Given data:
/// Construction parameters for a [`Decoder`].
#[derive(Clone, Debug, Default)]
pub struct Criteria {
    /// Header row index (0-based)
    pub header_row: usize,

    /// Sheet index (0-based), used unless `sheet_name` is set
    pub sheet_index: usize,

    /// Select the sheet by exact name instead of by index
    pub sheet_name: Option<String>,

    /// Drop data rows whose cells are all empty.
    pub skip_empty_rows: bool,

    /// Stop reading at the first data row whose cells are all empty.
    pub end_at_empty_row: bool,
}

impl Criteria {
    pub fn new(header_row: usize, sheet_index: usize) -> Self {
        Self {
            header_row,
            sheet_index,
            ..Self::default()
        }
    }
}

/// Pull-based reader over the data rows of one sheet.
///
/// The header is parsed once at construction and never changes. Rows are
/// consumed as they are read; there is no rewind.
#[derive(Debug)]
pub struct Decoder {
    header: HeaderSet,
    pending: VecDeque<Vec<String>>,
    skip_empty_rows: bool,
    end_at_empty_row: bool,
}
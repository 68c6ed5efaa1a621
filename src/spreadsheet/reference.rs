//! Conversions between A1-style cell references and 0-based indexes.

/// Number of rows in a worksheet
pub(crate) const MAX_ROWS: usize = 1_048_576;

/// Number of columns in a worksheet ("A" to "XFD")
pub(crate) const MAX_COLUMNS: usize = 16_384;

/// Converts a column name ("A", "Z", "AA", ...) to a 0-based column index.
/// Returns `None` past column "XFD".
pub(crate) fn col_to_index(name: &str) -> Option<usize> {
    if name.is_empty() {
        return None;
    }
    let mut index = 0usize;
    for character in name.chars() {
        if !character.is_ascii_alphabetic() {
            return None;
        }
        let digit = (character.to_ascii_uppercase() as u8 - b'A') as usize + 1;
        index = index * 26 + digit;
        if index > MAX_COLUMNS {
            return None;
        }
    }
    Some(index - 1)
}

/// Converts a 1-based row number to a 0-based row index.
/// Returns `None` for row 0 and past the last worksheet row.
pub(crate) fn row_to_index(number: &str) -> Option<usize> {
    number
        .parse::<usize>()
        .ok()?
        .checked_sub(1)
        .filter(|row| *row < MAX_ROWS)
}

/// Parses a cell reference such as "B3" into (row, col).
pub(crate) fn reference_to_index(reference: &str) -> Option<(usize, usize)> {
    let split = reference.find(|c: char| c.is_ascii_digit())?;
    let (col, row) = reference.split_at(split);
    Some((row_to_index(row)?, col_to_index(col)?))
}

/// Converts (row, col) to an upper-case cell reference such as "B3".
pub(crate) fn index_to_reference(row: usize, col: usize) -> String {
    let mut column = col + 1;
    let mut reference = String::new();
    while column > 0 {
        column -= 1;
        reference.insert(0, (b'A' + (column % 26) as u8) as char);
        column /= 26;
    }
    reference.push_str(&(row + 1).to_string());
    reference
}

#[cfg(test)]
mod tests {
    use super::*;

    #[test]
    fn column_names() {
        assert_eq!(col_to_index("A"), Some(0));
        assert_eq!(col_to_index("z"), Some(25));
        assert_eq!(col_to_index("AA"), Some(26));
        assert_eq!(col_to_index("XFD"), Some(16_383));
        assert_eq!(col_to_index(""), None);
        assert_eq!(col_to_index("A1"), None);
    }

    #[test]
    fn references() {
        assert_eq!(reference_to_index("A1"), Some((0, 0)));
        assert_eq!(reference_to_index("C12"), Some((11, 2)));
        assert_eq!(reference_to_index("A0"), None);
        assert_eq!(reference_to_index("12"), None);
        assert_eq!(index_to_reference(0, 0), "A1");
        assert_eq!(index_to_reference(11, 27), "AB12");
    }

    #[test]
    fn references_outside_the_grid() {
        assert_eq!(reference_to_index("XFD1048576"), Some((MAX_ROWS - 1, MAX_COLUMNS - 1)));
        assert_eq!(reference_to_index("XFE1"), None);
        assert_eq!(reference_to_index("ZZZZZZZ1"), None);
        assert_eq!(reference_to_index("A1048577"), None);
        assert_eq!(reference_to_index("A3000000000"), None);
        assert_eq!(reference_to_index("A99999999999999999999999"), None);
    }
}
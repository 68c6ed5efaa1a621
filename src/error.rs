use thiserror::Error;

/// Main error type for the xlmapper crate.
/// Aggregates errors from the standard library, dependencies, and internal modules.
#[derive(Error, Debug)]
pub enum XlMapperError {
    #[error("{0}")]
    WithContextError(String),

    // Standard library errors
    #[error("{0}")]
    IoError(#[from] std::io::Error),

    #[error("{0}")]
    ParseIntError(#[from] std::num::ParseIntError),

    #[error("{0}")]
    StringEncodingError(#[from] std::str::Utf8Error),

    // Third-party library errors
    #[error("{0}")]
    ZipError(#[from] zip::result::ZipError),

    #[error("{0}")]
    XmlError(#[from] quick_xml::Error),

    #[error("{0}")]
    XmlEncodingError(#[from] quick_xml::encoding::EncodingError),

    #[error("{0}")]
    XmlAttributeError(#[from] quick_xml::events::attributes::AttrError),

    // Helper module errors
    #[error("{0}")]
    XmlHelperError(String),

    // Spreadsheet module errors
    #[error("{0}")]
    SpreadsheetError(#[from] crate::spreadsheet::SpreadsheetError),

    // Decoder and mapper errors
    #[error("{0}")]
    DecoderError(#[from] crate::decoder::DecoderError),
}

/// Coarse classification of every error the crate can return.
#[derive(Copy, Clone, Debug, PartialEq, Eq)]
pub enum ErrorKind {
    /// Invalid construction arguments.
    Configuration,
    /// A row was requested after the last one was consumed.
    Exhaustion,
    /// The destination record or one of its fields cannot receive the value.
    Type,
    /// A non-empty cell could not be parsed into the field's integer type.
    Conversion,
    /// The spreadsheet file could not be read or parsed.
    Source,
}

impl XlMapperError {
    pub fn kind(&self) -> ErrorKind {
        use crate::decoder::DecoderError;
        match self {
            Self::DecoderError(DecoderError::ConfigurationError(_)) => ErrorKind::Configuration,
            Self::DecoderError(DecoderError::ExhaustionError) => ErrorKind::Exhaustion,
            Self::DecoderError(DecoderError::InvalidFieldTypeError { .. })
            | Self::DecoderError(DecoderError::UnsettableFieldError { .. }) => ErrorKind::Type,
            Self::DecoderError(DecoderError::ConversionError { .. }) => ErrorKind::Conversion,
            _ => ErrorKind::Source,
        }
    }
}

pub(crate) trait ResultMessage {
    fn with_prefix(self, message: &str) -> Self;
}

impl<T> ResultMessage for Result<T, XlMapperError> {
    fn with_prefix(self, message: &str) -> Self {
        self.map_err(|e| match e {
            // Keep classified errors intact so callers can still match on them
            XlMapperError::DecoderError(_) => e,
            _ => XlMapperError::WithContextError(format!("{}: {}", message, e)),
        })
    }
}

--

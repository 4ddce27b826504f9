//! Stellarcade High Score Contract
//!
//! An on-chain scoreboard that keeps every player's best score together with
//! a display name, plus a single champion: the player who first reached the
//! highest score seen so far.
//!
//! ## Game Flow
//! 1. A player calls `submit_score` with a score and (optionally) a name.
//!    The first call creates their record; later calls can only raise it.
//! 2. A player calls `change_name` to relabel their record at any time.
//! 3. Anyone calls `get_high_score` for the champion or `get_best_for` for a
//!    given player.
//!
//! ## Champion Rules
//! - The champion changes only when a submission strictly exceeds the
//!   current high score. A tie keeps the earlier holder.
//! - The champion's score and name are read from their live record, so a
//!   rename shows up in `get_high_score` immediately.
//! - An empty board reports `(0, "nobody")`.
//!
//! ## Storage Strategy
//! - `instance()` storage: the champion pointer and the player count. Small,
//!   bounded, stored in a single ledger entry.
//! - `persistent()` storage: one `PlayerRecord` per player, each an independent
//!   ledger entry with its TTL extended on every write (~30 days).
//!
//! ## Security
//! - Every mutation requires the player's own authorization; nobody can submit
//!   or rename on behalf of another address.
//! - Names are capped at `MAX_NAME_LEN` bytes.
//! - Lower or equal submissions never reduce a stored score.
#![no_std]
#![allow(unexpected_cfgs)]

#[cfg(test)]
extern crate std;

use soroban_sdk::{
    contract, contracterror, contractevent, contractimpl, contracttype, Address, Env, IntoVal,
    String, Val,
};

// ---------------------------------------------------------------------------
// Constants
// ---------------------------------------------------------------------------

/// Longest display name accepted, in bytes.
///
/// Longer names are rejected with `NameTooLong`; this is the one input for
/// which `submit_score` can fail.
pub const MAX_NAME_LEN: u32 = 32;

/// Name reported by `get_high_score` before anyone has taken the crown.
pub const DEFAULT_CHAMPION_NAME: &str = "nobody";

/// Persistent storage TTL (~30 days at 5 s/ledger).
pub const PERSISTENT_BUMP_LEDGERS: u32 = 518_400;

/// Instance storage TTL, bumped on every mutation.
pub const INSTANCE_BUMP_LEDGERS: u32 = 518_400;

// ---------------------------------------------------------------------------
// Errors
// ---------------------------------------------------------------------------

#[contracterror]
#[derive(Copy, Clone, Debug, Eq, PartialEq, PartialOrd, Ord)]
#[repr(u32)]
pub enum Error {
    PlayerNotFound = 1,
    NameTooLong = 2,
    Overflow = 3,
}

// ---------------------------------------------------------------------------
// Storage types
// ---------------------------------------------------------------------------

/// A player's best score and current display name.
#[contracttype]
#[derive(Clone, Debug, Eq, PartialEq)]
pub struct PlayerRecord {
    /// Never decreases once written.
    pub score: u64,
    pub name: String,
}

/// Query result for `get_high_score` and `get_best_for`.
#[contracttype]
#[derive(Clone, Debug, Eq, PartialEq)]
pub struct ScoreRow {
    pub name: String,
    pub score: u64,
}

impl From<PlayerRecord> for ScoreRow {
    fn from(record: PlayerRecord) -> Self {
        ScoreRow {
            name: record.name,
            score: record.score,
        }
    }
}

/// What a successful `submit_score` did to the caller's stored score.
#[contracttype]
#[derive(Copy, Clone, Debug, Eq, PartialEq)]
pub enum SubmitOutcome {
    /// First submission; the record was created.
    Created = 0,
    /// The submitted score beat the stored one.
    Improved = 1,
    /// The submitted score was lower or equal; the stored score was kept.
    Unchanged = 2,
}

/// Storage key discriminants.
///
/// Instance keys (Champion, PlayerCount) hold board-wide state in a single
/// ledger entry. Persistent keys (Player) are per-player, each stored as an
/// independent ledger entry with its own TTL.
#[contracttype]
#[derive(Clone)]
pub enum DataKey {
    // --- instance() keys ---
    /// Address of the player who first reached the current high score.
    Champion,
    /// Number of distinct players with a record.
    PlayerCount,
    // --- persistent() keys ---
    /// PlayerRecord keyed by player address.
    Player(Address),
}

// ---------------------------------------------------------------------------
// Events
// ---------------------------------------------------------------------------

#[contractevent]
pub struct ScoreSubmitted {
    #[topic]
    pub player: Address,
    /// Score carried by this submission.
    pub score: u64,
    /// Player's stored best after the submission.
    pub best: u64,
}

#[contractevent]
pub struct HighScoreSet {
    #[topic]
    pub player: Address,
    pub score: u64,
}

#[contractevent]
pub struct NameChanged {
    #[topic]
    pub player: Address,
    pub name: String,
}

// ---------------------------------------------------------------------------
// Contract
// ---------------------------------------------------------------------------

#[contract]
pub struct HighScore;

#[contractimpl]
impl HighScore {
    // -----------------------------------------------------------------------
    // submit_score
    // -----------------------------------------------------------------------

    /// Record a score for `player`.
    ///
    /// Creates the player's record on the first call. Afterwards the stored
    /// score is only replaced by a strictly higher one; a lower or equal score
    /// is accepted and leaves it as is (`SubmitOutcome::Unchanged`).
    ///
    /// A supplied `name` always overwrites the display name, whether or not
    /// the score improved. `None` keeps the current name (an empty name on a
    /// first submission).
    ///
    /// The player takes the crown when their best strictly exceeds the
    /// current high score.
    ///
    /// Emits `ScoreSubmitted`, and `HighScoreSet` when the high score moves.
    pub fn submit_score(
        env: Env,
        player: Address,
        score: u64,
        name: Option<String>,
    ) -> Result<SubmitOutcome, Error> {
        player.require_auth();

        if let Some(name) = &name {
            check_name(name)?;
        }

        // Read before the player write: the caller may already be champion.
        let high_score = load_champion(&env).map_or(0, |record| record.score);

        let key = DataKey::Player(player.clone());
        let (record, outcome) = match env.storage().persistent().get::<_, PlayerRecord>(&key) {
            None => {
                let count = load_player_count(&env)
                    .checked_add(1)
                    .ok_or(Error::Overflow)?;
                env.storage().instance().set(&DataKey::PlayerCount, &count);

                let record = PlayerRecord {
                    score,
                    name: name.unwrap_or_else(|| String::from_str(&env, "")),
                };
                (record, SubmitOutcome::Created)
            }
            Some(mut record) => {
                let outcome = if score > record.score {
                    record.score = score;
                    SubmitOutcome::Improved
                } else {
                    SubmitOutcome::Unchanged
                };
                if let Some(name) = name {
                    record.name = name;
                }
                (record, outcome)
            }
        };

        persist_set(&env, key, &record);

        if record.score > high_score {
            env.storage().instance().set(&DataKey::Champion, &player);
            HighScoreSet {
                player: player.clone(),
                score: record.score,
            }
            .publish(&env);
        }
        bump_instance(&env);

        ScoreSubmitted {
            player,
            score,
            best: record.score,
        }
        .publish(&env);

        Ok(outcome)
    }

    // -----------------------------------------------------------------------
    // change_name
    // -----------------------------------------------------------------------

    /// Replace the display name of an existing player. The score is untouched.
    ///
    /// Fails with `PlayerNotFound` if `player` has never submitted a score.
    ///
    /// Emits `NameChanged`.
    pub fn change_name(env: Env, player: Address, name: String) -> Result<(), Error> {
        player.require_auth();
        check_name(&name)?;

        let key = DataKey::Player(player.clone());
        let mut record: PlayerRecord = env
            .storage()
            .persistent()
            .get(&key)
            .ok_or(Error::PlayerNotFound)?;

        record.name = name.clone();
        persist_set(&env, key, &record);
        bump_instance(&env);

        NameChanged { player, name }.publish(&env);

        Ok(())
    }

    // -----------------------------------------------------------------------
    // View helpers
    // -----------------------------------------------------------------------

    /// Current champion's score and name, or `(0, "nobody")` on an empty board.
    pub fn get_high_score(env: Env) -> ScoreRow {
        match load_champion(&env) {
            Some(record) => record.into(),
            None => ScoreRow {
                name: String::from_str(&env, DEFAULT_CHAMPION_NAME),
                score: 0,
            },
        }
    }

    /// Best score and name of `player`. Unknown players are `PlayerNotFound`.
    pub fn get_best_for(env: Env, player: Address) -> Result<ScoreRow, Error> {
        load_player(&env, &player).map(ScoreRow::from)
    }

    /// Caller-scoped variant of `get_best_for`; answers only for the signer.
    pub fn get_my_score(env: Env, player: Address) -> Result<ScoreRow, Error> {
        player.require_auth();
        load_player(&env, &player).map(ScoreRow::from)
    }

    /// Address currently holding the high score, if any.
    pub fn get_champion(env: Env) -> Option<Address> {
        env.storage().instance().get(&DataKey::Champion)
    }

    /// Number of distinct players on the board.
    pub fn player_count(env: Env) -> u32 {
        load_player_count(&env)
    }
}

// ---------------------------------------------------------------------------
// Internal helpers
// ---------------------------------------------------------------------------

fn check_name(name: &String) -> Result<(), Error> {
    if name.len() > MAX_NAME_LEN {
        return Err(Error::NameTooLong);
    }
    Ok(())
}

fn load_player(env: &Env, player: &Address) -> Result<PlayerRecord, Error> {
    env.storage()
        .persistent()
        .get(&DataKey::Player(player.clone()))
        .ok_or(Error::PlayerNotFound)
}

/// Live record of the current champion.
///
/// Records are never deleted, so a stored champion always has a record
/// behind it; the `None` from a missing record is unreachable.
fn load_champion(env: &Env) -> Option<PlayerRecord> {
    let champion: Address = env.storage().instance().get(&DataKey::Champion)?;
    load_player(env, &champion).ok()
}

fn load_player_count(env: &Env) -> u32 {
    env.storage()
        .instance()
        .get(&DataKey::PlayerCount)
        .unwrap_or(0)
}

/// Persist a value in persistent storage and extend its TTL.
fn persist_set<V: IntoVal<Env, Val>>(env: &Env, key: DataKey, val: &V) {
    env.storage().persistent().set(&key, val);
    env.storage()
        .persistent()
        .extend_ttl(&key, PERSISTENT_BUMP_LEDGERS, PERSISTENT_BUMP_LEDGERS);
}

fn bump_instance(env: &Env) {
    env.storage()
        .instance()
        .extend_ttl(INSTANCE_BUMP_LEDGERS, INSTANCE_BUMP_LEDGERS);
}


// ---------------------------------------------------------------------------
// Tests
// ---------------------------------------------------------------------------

--

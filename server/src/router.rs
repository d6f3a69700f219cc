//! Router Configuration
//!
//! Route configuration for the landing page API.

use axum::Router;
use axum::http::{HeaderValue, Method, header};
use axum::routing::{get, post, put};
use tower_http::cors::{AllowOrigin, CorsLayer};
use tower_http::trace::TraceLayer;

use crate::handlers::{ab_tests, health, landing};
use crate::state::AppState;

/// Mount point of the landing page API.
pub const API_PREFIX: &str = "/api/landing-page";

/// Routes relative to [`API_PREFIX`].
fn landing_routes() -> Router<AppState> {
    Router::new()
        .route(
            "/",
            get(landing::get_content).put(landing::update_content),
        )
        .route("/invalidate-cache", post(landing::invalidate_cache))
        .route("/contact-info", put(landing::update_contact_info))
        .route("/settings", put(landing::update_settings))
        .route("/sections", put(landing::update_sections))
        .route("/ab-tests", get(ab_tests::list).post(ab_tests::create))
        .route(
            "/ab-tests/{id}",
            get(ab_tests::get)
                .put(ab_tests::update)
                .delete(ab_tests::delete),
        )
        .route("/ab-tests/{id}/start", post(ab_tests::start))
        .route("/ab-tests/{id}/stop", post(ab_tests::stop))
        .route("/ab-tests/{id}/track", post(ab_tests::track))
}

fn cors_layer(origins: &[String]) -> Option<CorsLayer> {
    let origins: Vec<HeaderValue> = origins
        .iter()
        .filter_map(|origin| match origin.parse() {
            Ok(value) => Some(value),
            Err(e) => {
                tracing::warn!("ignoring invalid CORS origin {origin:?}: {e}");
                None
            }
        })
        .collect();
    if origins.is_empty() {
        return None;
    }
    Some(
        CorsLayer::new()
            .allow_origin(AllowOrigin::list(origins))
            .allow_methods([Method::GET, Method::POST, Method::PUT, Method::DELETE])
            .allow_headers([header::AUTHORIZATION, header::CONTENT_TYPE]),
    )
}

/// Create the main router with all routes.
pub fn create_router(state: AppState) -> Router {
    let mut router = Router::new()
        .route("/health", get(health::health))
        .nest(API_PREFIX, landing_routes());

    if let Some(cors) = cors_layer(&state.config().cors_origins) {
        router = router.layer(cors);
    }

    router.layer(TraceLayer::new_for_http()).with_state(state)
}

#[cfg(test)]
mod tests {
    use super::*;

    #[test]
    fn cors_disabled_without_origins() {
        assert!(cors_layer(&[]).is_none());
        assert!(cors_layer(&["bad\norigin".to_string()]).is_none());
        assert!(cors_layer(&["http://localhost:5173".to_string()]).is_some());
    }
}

Problem statement:
Where a line above contains the word "contracterror", copy that line.

Finished exercise:
    contract, contracterror, contractevent, contractimpl, contracttype, Address, Env, IntoVal,
#[contracterror]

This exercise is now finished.